Apart from that, an amount of Rs.40,000/- was awarded

towards 'loss of consortium' to the 1st Petitioner, who lost

her husband at the age of 40 years, an amount of

Rs.15,000/- was awarded towards 'funeral expenses of the

deceased' and Rs.15,000/- was awarded towards 'loss of

estate'. In total, a sum of Rs.3,67,000/- is awarded

towards compensation to the claimants.

16) It is not in dispute by both sides that the offending

vehicle is insured with the 3rd respondent/insurance

company and the policy is in force. Ex.B1 - policy also

proves the same and it is also not in dispute by both sides

that the driver of the offending is having valid driving

license. Therefore, the 3rd respondent being the insurer of

the lorry is liable to pay the compensation, as awarded by

this Court.

17) In the result, the appeal is partly allowed. The

Decree and Order of the Tribunal, dated 21.08.2014,

passed in M.V.O.P. No. 499 of 2012, is liable to be set-

aside. Consequently, the claim application in M.V.O.P.

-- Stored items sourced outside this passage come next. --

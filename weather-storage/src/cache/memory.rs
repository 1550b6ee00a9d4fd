//! In-process cache backend.

use std::time::Duration;

use async_trait::async_trait;
use chrono::Utc;
use dashmap::DashMap;
use tracing::{debug, warn};
use weather_core::{CityKey, StorageError, WeatherSnapshot};

use super::traits::{
    cache_key, decode_snapshot, encode_snapshot, expires_at_millis, CacheStats, FastCache,
    StatsCounters, DEFAULT_CACHE_PREFIX,
};

#[derive(Debug, Clone)]
struct CacheEntry {
    payload: Vec<u8>,
    expires_at_millis: i64,
}

/// Concurrent map with per-entry expiry.
///
/// Expired entries are dropped on the read that finds them. Contents do not
/// survive a restart, which is exactly the cold-start case the second-chance
/// tier covers.
#[derive(Debug)]
pub struct InMemoryFastCache {
    prefix: String,
    entries: DashMap<String, CacheEntry>,
    stats: StatsCounters,
}

impl Default for InMemoryFastCache {
    fn default() -> Self {
        Self::new()
    }
}

impl InMemoryFastCache {
    pub fn new() -> Self {
        Self::with_prefix(DEFAULT_CACHE_PREFIX)
    }

    pub fn with_prefix(prefix: impl Into<String>) -> Self {
        Self {
            prefix: prefix.into(),
            entries: DashMap::new(),
            stats: StatsCounters::default(),
        }
    }

    /// Evict one city. Returns true if an entry was present.
    pub fn invalidate(&self, city: &CityKey) -> bool {
        self.entries.remove(&cache_key(&self.prefix, city)).is_some()
    }

    /// Evict everything.
    pub fn clear(&self) {
        self.entries.clear();
    }

    /// Number of entries held, expired ones included until they are read.
    pub fn len(&self) -> usize {
        self.entries.len()
    }

    pub fn is_empty(&self) -> bool {
        self.entries.is_empty()
    }

    /// Store raw bytes under a city's key, bypassing encoding.
    pub fn insert_raw(
        &self,
        city: &CityKey,
        ttl: Duration,
        payload: impl Into<Vec<u8>>,
    ) -> Result<(), StorageError> {
        let entry = CacheEntry {
            payload: payload.into(),
            expires_at_millis: expires_at_millis(Utc::now(), ttl)?,
        };
        self.entries.insert(cache_key(&self.prefix, city), entry);
        Ok(())
    }

    /// Drop `key` only if it still holds `seen`. A concurrent `set` that
    /// replaced the entry after it was read is left alone.
    fn remove_if_unchanged(&self, key: &str, seen: &CacheEntry) -> bool {
        self.entries
            .remove_if(key, |_, current| current.payload == seen.payload)
            .is_some()
    }
}

#[async_trait]
impl FastCache for InMemoryFastCache {
    async fn get(&self, city: &CityKey) -> Option<WeatherSnapshot> {
        let key = cache_key(&self.prefix, city);
        let now_millis = Utc::now().timestamp_millis();

        // Clone out of the shard so no map guard is held across removal.
        let entry = self.entries.get(&key).map(|e| e.value().clone());
        let Some(entry) = entry else {
            self.stats.record_miss();
            return None;
        };

        if entry.expires_at_millis <= now_millis {
            self.entries
                .remove_if(&key, |_, current| current.expires_at_millis <= now_millis);
            self.stats.record_expiration();
            self.stats.record_miss();
            debug!(city = %city, "Cache entry expired");
            return None;
        }

        match decode_snapshot(&key, &entry.payload) {
            Ok(snapshot) => {
                self.stats.record_hit();
                Some(snapshot)
            }
            Err(e) => {
                warn!(city = %city, tier = "cache", error = %e, "Discarding undecodable cache entry");
                self.remove_if_unchanged(&key, &entry);
                self.stats.record_corrupt();
                self.stats.record_miss();
                None
            }
        }
    }

    async fn set(
        &self,
        city: &CityKey,
        ttl: Duration,
        snapshot: &WeatherSnapshot,
    ) -> Result<(), StorageError> {
        let payload = encode_snapshot(snapshot)?;
        self.insert_raw(city, ttl, payload)
    }

    async fn stats(&self) -> CacheStats {
        self.stats.snapshot(self.entries.len() as u64)
    }

    fn backend_name(&self) -> &'static str {
        "memory"
    }
}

No.499 of 2012 on the file of the Motor Accidents Claims

Tribunal-cum-V Additional District Judge, Rajahmundry,

is partly allowed by granting compensation of

Rs.3,67,000/- to the claimants towards total compensation

with interest @ 6% per annum from the date of petition till

the date of realization. The 3rd respondent/Shriram

General Insurance Company Limited is directed to deposit

the compensation of Rs.3,67,000/- with interest at 6% per

annum within two months from the date of this judgment.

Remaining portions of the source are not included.